About this exercise
Go from the first line below to the one with "a validated recipe." and print each line exactly.

[Saved entries]
───

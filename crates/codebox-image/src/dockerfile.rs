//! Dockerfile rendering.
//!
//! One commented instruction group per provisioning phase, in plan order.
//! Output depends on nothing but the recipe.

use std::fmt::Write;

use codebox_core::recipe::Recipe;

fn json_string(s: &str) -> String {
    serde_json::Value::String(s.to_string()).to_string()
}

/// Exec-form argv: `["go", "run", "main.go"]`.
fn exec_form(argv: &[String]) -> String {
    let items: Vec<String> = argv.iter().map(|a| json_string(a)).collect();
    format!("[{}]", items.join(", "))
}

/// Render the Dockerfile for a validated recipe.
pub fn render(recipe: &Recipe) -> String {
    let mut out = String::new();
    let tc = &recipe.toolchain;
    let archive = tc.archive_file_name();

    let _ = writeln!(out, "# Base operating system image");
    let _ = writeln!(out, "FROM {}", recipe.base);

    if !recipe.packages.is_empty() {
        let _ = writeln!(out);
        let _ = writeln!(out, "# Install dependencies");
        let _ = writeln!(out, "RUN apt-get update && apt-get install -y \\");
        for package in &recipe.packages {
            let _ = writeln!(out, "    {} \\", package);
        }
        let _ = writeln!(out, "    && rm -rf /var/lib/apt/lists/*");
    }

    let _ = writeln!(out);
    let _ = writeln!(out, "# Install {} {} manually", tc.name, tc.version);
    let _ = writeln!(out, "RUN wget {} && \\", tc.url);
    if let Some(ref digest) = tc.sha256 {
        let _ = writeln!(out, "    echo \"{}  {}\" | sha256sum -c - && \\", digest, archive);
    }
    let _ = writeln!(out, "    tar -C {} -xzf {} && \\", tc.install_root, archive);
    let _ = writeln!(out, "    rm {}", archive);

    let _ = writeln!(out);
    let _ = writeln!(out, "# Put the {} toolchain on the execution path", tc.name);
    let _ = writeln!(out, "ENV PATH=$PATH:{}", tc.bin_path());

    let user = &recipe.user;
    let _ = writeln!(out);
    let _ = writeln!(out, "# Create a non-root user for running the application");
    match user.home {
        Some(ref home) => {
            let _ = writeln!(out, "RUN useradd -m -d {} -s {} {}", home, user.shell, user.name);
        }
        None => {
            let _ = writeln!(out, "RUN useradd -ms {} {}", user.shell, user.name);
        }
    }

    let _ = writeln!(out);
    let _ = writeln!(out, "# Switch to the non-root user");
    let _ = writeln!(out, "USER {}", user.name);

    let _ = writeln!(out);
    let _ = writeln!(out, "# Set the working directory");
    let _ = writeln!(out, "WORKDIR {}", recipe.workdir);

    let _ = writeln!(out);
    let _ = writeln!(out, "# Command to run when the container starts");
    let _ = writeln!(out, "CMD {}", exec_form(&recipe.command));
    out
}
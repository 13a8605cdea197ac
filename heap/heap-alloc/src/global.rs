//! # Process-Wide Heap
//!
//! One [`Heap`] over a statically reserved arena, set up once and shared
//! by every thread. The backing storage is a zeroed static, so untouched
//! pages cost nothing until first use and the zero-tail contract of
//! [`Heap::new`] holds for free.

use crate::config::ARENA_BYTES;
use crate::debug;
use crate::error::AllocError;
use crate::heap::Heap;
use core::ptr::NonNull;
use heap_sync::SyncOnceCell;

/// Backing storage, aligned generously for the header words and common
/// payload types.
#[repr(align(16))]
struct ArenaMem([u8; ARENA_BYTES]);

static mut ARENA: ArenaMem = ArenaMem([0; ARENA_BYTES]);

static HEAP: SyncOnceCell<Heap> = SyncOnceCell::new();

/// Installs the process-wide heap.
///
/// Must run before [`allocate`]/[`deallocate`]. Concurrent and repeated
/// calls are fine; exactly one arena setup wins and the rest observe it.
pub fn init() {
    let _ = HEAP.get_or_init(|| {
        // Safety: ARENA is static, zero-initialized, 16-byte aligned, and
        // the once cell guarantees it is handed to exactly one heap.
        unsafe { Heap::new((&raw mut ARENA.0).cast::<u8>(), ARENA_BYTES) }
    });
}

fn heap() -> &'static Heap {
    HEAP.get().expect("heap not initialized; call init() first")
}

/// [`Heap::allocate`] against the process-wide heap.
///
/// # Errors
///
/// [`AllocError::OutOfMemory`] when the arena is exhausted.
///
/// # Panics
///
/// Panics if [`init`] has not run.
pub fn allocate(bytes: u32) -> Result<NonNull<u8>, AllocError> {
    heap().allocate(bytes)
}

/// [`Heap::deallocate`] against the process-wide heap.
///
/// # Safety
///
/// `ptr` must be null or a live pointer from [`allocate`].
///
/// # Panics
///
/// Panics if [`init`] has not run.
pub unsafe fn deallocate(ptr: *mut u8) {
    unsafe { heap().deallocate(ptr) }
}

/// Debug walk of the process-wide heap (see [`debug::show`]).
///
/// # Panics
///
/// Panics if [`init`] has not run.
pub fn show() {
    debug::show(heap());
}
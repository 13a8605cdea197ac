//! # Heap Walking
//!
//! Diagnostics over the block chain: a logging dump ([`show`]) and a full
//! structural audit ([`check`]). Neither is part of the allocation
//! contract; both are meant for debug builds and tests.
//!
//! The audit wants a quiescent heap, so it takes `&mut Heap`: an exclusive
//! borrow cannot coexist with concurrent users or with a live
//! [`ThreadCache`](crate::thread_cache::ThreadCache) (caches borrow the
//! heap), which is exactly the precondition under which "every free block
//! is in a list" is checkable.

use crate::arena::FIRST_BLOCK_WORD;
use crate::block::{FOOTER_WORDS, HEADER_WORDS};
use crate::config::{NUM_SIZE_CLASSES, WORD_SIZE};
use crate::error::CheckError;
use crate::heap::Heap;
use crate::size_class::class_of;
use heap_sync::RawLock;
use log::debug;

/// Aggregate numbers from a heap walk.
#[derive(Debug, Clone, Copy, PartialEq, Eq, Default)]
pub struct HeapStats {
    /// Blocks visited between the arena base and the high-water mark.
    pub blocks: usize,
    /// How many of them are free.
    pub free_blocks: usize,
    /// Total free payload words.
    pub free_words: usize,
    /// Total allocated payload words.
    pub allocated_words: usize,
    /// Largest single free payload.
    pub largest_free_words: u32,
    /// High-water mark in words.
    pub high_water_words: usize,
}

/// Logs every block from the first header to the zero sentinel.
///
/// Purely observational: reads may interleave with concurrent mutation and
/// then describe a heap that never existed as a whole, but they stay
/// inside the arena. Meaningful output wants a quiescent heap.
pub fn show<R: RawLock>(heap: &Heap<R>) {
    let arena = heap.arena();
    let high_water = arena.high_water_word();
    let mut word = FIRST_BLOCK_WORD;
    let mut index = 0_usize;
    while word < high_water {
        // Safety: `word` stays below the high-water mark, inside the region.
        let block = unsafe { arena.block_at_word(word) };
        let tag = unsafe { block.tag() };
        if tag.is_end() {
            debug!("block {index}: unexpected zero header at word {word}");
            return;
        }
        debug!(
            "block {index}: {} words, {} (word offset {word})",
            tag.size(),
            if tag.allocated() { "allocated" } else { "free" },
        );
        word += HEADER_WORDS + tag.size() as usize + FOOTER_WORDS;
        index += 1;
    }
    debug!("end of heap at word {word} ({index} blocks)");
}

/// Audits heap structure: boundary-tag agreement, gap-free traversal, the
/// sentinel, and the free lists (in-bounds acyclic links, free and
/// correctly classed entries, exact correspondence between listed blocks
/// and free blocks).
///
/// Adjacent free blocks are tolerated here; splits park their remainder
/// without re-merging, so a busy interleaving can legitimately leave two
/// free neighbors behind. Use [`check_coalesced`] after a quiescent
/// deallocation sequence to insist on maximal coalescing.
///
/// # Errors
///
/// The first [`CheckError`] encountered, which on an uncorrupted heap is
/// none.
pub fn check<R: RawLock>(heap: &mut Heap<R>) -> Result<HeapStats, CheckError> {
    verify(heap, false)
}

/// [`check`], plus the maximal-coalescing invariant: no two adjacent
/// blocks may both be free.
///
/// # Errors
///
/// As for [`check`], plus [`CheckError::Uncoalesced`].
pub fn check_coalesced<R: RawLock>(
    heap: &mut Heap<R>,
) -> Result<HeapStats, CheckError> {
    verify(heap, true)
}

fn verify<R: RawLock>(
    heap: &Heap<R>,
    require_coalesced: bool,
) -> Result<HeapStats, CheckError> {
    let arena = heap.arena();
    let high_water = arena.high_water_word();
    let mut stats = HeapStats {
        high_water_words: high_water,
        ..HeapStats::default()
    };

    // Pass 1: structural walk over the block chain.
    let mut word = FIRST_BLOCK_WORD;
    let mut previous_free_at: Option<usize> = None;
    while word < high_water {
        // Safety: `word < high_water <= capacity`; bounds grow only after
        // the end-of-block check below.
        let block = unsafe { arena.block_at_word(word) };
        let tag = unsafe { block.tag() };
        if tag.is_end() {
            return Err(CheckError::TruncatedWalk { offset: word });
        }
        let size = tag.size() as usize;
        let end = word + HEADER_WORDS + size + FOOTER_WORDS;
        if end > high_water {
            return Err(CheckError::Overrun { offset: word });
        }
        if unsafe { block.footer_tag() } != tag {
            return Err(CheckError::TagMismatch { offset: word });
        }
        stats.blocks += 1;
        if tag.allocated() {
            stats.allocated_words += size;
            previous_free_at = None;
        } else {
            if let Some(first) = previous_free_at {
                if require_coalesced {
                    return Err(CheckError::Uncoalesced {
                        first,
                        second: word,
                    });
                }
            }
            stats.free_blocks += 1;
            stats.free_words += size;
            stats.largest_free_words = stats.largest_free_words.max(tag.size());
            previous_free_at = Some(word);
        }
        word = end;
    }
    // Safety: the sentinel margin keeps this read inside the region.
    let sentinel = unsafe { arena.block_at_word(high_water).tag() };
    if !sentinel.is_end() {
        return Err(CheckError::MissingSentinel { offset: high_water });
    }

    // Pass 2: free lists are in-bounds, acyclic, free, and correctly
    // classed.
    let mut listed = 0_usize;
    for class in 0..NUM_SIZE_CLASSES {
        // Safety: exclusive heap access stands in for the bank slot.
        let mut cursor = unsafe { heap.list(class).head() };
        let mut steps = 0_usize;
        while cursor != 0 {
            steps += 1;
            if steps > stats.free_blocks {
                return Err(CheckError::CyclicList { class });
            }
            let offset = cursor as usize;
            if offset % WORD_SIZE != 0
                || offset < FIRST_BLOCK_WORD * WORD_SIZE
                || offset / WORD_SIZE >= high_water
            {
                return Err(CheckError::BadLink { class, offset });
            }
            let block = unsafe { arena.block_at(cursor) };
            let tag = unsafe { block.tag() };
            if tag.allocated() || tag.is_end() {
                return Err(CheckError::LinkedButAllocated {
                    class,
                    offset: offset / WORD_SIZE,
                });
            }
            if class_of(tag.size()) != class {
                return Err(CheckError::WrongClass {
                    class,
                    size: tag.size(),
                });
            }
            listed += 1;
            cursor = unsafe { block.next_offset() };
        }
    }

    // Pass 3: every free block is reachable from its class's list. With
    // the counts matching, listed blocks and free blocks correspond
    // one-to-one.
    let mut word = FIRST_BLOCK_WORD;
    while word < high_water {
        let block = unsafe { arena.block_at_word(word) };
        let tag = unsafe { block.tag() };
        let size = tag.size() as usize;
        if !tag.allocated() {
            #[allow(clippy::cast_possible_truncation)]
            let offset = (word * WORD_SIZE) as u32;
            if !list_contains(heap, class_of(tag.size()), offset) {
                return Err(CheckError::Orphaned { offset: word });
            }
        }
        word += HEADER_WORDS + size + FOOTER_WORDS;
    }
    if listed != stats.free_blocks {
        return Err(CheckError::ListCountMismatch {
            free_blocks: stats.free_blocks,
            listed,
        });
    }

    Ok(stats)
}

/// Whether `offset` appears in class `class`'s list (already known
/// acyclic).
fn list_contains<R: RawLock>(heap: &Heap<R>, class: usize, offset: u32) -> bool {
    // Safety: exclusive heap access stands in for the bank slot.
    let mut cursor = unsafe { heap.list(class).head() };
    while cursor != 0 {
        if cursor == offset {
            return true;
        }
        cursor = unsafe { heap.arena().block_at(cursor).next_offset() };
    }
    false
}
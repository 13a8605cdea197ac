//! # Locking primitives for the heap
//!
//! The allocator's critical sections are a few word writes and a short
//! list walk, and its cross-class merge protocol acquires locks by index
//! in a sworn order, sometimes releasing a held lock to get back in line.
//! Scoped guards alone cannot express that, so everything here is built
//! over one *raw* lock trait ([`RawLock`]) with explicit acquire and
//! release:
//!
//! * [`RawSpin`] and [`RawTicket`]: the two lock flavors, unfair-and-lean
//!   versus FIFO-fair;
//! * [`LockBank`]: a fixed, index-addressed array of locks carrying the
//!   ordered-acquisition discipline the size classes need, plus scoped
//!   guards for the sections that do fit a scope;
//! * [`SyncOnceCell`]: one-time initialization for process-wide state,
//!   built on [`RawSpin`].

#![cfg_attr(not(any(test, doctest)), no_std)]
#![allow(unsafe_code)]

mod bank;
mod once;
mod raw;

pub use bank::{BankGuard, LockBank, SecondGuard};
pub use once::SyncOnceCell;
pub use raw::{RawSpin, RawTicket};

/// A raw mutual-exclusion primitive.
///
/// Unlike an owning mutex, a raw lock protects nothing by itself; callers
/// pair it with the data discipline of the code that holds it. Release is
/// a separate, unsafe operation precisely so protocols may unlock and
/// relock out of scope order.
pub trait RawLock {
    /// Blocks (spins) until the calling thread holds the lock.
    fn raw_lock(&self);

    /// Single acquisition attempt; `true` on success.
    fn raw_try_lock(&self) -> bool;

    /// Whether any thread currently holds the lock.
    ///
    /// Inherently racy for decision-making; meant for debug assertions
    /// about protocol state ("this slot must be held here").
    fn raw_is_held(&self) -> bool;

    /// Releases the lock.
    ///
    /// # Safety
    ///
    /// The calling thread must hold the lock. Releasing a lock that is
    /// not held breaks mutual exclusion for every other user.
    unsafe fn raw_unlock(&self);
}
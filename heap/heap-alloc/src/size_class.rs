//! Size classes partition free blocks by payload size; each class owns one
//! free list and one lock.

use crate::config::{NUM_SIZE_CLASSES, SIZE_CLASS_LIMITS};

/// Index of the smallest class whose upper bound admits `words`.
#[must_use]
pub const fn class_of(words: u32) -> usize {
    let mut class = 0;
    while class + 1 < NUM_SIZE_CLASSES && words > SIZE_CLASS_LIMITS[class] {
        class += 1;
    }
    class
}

───

Your response
filename crates/codebox-image/src/dockerfile.rs
//! Dockerfile rendering.
//!
//! One commented instruction group per provisioning phase, in plan order.
//! Output depends on nothing but the recipe.

use std::fmt::Write;

use codebox_core::recipe::Recipe;

fn json_string(s: &str) -> String {
    serde_json::Value::String(s.to_string()).to_string()
}

/// Exec-form argv: `["go", "run", "main.go"]`.
fn exec_form(argv: &[String]) -> String {
    let items: Vec<String> = argv.iter().map(|a| json_string(a)).collect();
    format!("[{}]", items.join(", "))
}

/// Render the Dockerfile for a validated recipe.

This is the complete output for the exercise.